The meeting fell back on safe platitudes about family Condit, 53, has two twentysomethings of his own but did little to allay what a source calls Susan Levy's "controlled anger." Since the start of this case, Condit has drawn ever more attention to himself by so obviously trying to deflect it. He might as well walk down the Capitol steps with his jacket pulled over his head. There's good reason not to talk to the media the beast gets hungrier the more you feed it. But is there any reason not to talk to the police? Clamming up makes you look like you're hiding something. After Condit's first attorney, Joseph Cotchett, blurted out that Condit's wife had been visiting the weekend of Levy's disappearance a fact Condit omitted in his first "casual" interview with the cops at his condo the police finally decided a second interview was in order. ABC News reported that the police knocked on the door of Condit's apartment in mid-June only to be brushed off. As of last Friday night, the police were still waiting for a convenient time.
With 1,500 unsolved homicides in the past decade, the D.C. police department will never remind you of Law and Order. By not grabbing the security videotape in Chandra's apartment building before it was automatically erased and taped over, cops missed the chance to see who came and went that crucial week. By not pressing Condit to tell them everything he knew about Chandra, they may have lost the chance to follow leads while they were fresh. Condit's side kept trying to steer reporters to a theory of a serial killer (several young women have disappeared from around Dupont Circle). Police have looked for similarities in the death of a government attorney named Joyce Chiang, 28, who was missing for three months before she turned up dead. They found the cases "unrelated." California Congressman Howard Berman, for whom Chiang once worked, moved heaven and earth to help the investigation, even pressuring FBI Director Louis Freeh. Two agents from the bureau's criminal unit are now working on the Levy case.
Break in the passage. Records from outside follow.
//! Checkout pricing calculations.

use serde::Serialize;
use tracing::warn;

use crate::cart::CartLine;
use crate::error::CheckoutError;
use crate::money::{Currency, Money};
use crate::pricing::{DiscountPolicy, Voucher, VoucherKind};
use crate::shipping::ShippingQuoteOption;

/// An input the engine had to adjust.
#[derive(Debug, Clone, Copy, PartialEq, Eq, Hash, Serialize)]
#[serde(rename_all = "snake_case")]
pub enum PricingFlag {
    /// Voucher amount was negative and treated as zero.
    NegativeVoucherAmount,
    /// Percentage voucher above 100%.
    PercentageAboveHundred,
    /// Discount was cut down to the subtotal.
    DiscountClamped,
}

/// Complete pricing breakdown.
///
/// `grand_total = subtotal - discount + shipping_cost` for every snapshot.
#[derive(Debug, Clone, Serialize, PartialEq)]
pub struct PricingSnapshot {
    /// Σ unit price × quantity over all lines, in stock or not.
    pub subtotal: Money,
    pub discount: Money,
    pub shipping_cost: Money,
    pub grand_total: Money,
    /// Inputs that were adjusted while pricing.
    #[serde(skip_serializing_if = "Vec::is_empty")]
    pub flags: Vec<PricingFlag>,
}

impl PricingSnapshot {
    pub fn has_discount(&self) -> bool {
        self.discount.amount > 0
    }
}

/// Pure recomputation of the checkout totals.
#[derive(Debug, Clone, Copy, Default)]
pub struct PricingEngine {
    currency: Currency,
    policy: DiscountPolicy,
}

impl PricingEngine {
    pub fn new(currency: Currency, policy: DiscountPolicy) -> Self {
        Self { currency, policy }
    }

    /// Price the current state.
    pub fn price(
        &self,
        lines: &[CartLine],
        voucher: Option<&Voucher>,
        shipping: Option<&ShippingQuoteOption>,
    ) -> Result<PricingSnapshot, CheckoutError> {
        let subtotal = self.subtotal(lines)?;
        let mut flags = Vec::new();
        let discount = match voucher {
            Some(voucher) => self.discount(voucher, subtotal, &mut flags)?,
            None => Money::zero(self.currency),
        };
        let shipping_cost = shipping
            .map(|option| option.cost_money(self.currency))
            .unwrap_or_else(|| Money::zero(self.currency));

        let grand_total = subtotal.try_sub(&discount)?.try_add(&shipping_cost)?;

        if !flags.is_empty() {
            warn!(flags = ?flags, voucher = ?voucher.map(|v| &v.code), "voucher input adjusted");
        }
        if grand_total.is_negative() {
            warn!(grand_total = grand_total.amount, "grand total below zero");
        }

        Ok(PricingSnapshot {
            subtotal,
            discount,
            shipping_cost,
            grand_total,
            flags,
        })
    }

    /// Σ(unit price × quantity).
    pub fn subtotal(&self, lines: &[CartLine]) -> Result<Money, CheckoutError> {
        lines.iter().try_fold(Money::zero(self.currency), |acc, line| {
            acc.try_add(&line.line_total(self.currency)?)
        })
    }

    fn discount(
        &self,
        voucher: &Voucher,
        subtotal: Money,
        flags: &mut Vec<PricingFlag>,
    ) -> Result<Money, CheckoutError> {
        let ceiling = subtotal.amount.max(0);

        match voucher.kind {
            VoucherKind::Fixed => {
                let mut amount = voucher.fixed_amount.unwrap_or(0);
                if amount < 0 {
                    flags.push(PricingFlag::NegativeVoucherAmount);
                    amount = 0;
                }
                if amount > ceiling {
                    flags.push(PricingFlag::DiscountClamped);
                }
                Ok(Money::new(amount, self.currency).clamp_amount(0, ceiling))
            }
            VoucherKind::Percentage => {
                let mut percent = voucher.percentage_amount.unwrap_or(0.0);
                if percent.is_nan() || percent < 0.0 {
                    flags.push(PricingFlag::NegativeVoucherAmount);
                    percent = 0.0;
                }
                if percent > 100.0 {
                    flags.push(PricingFlag::PercentageAboveHundred);
                }

                match self.policy {
                    DiscountPolicy::Legacy => {
                        subtotal.percentage(percent).ok_or(CheckoutError::Overflow)
                    }
                    DiscountPolicy::Clamped => {
                        // At or above 100% the discount is the whole subtotal,
                        // however large the percentage.
                        if percent >= 100.0 {
                            if percent > 100.0 && ceiling > 0 {
                                flags.push(PricingFlag::DiscountClamped);
                            }
                            return Ok(Money::new(ceiling, self.currency));
                        }
                        let amount = subtotal.percentage(percent).ok_or(CheckoutError::Overflow)?;
                        if amount.amount > ceiling {
                            flags.push(PricingFlag::DiscountClamped);
                        }
                        Ok(amount.clamp_amount(0, ceiling))
                    }
                }
            }
        }
    }
}

#[cfg(test)]
mod tests {
    use super::*;

    fn engine() -> PricingEngine {
        PricingEngine::new(Currency::IDR, DiscountPolicy::Clamped)
    }

    fn shipping(cost: i64) -> ShippingQuoteOption {
        ShippingQuoteOption {
            name: "JNE".to_string(),
            code: "jne".to_string(),
            service_name: "REG".to_string(),
            description: String::new(),
            cost,
            estimated_duration: "2-3".to_string(),
        }
    }

    fn line(price: i64, qty: u32) -> CartLine {
        CartLine::new(format!("p{}", price), "shop-1", "Item", price, qty)
    }

    fn assert_identity(s: &PricingSnapshot) {
        assert_eq!(
            s.grand_total.amount,
            s.subtotal.amount - s.discount.amount + s.shipping_cost.amount
        );
    }

    #[test]
    fn test_fixed_voucher_example() {
        let snapshot = engine()
            .price(
                &[line(50000, 2)],
                Some(&Voucher::fixed("v1", "POTONG30", 30000)),
                Some(&shipping(15000)),
            )
            .unwrap();
        assert_eq!(snapshot.subtotal.amount, 100000);
        assert_eq!(snapshot.discount.amount, 30000);
        assert_eq!(snapshot.shipping_cost.amount, 15000);
        assert_eq!(snapshot.grand_total.amount, 85000);
        assert!(snapshot.flags.is_empty());
    }

    #[test]
    fn test_percentage_voucher_example() {
        let snapshot = engine()
            .price(
                &[line(100000, 1)],
                Some(&Voucher::percentage("v2", "HEMAT20", 20.0)),
                None,
            )
            .unwrap();
        assert_eq!(snapshot.discount.amount, 20000);
        assert_eq!(snapshot.grand_total.amount, 80000);
    }

    #[test]
    fn test_subtotal_independent_of_order() {
        let lines = vec![line(50000, 2), line(12345, 3), line(999, 7)];
        let mut reversed = lines.clone();
        reversed.reverse();
        let a = engine().subtotal(&lines).unwrap();
        let b = engine().subtotal(&reversed).unwrap();
        assert_eq!(a, b);
        assert_eq!(a.amount, 100000 + 37035 + 6993);
    }

    #[test]
    fn test_out_of_stock_lines_still_count() {
        let lines = vec![line(1000, 1), line(2000, 1).with_stock(false)];
        assert_eq!(engine().subtotal(&lines).unwrap().amount, 3000);
    }

    #[test]
    fn test_fixed_discount_bounds() {
        for amount in [-50000, 0, 1, 99999, 100000, 100001, i64::MAX] {
            let s = engine()
                .price(&[line(50000, 2)], Some(&Voucher::fixed("v", "X", amount)), None)
                .unwrap();
            assert!(s.discount.amount >= 0, "amount {}", amount);
            assert!(s.discount.amount <= s.subtotal.amount, "amount {}", amount);
            assert_identity(&s);
        }
    }

    #[test]
    fn test_negative_fixed_flagged() {
        let s = engine()
            .price(&[line(1000, 1)], Some(&Voucher::fixed("v", "X", -5)), None)
            .unwrap();
        assert_eq!(s.discount.amount, 0);
        assert_eq!(s.flags, vec![PricingFlag::NegativeVoucherAmount]);
    }

    #[test]
    fn test_oversized_fixed_flagged() {
        let s = engine()
            .price(&[line(1000, 1)], Some(&Voucher::fixed("v", "X", 5000)), None)
            .unwrap();
        assert_eq!(s.discount.amount, 1000);
        assert_eq!(s.flags, vec![PricingFlag::DiscountClamped]);
    }

    #[test]
    fn test_percentage_within_range_rounds() {
        for percent in [0.0, 1.0, 12.5, 33.0, 50.0, 99.9, 100.0] {
            let s = engine()
                .price(&[line(33333, 1)], Some(&Voucher::percentage("v", "X", percent)), None)
                .unwrap();
            assert_eq!(s.discount.amount, (33333.0 * percent / 100.0_f64).round() as i64);
            assert_identity(&s);
        }
    }

    #[test]
    fn test_percentage_above_hundred_clamped() {
        let s = engine()
            .price(
                &[line(10000, 1)],
                Some(&Voucher::percentage("v", "X", 150.0)),
                Some(&shipping(2000)),
            )
            .unwrap();
        assert_eq!(s.discount.amount, 10000);
        assert_eq!(s.grand_total.amount, 2000);
        assert!(s.flags.contains(&PricingFlag::PercentageAboveHundred));
        assert!(s.flags.contains(&PricingFlag::DiscountClamped));
    }

    #[test]
    fn test_huge_percentage_takes_whole_subtotal() {
        for percent in [1e18, f64::MAX, f64::INFINITY] {
            let s = engine()
                .price(
                    &[line(100000, 1)],
                    Some(&Voucher::percentage("v", "X", percent)),
                    Some(&shipping(5000)),
                )
                .unwrap();
            assert_eq!(s.discount.amount, 100000, "percent {}", percent);
            assert_eq!(s.grand_total.amount, 5000, "percent {}", percent);
            assert_identity(&s);
            assert_eq!(
                s.flags,
                vec![PricingFlag::PercentageAboveHundred, PricingFlag::DiscountClamped]
            );
        }
    }

    #[test]
    fn test_huge_percentage_legacy_overflows() {
        let engine = PricingEngine::new(Currency::IDR, DiscountPolicy::Legacy);
        let result = engine.price(
            &[line(100000, 1)],
            Some(&Voucher::percentage("v", "X", f64::INFINITY)),
            None,
        );
        assert_eq!(result, Err(CheckoutError::Overflow));
    }

    #[test]
    fn test_percentage_above_hundred_legacy_unclamped() {
        let engine = PricingEngine::new(Currency::IDR, DiscountPolicy::Legacy);
        let s = engine
            .price(
                &[line(10000, 1)],
                Some(&Voucher::percentage("v", "X", 150.0)),
                Some(&shipping(2000)),
            )
            .unwrap();
        assert_eq!(s.discount.amount, 15000);
        assert_eq!(s.grand_total.amount, -3000);
        assert_identity(&s);
        assert_eq!(s.flags, vec![PricingFlag::PercentageAboveHundred]);
    }

    #[test]
    fn test_negative_percentage_is_zero() {
        let s = engine()
            .price(&[line(10000, 1)], Some(&Voucher::percentage("v", "X", -10.0)), None)
            .unwrap();
        assert_eq!(s.discount.amount, 0);
    }

    #[test]
    fn test_missing_amount_is_zero_discount() {
        let mut voucher = Voucher::fixed("v", "X", 0);
        voucher.fixed_amount = None;
        let s = engine().price(&[line(10000, 1)], Some(&voucher), None).unwrap();
        assert_eq!(s.discount.amount, 0);
        assert!(!s.has_discount());
    }

    #[test]
    fn test_no_shipping_costs_zero() {
        let s = engine().price(&[line(10000, 1)], None, None).unwrap();
        assert!(s.shipping_cost.is_zero());
        assert_eq!(s.grand_total.amount, 10000);
    }

    #[test]
    fn test_overflow_reported() {
        let lines = vec![line(i64::MAX, 1), line(i64::MAX - 1, 1)];
        assert_eq!(engine().subtotal(&lines), Err(CheckoutError::Overflow));
    }
}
Like would-be starlets in Hollywood, interns come to Washington with big dreams and a hunger to be noticed. Monica's neediness and naivete weren't an aberration. As Clinton was, Condit could be a politician capable of surviving the infatuation of an intern getting out of hand--if that's what happened. Condit is a retail guy in his home district, so sensitive to his constituents' needs that he helps them find apartments in D.C. Unable to say no, he had as many as 10 interns on staff one summer. A workhorse on the Agriculture Committee, he serves the farmers of Modesto, a town of pickups and soda fountains where American Graffiti was filmed, and does it so well he routinely wins re-election by close to 70%--and was considering a run for statewide office. His district is conservative but hasn't balked at a lifestyle that's surprising for the son of a Baptist minister. His wife, who suffers from a chronic illness, has never moved to Washington. He likes night spots, parties, stogies and rock concerts (he once jumped into a mosh pit). A Harley driver, he posed for raunchy biker magazine Easyriders and a spoof calendar called Hunks on the Hill.
Most of the things folks in Washington fight over are trivial; we don't know what to do when we come up against a matter of life and death. If Chandra was a good friend, wouldn't Condit be more stricken? Isn't he betraying whatever friendship they had by not volunteering every detail about their relationship? The only way his conduct makes sense is if he's slavishly heeding the advice of all criminal attorneys: say nothing, for it could be used against you. But that makes him look guilty and hardhearted, whether he is or not.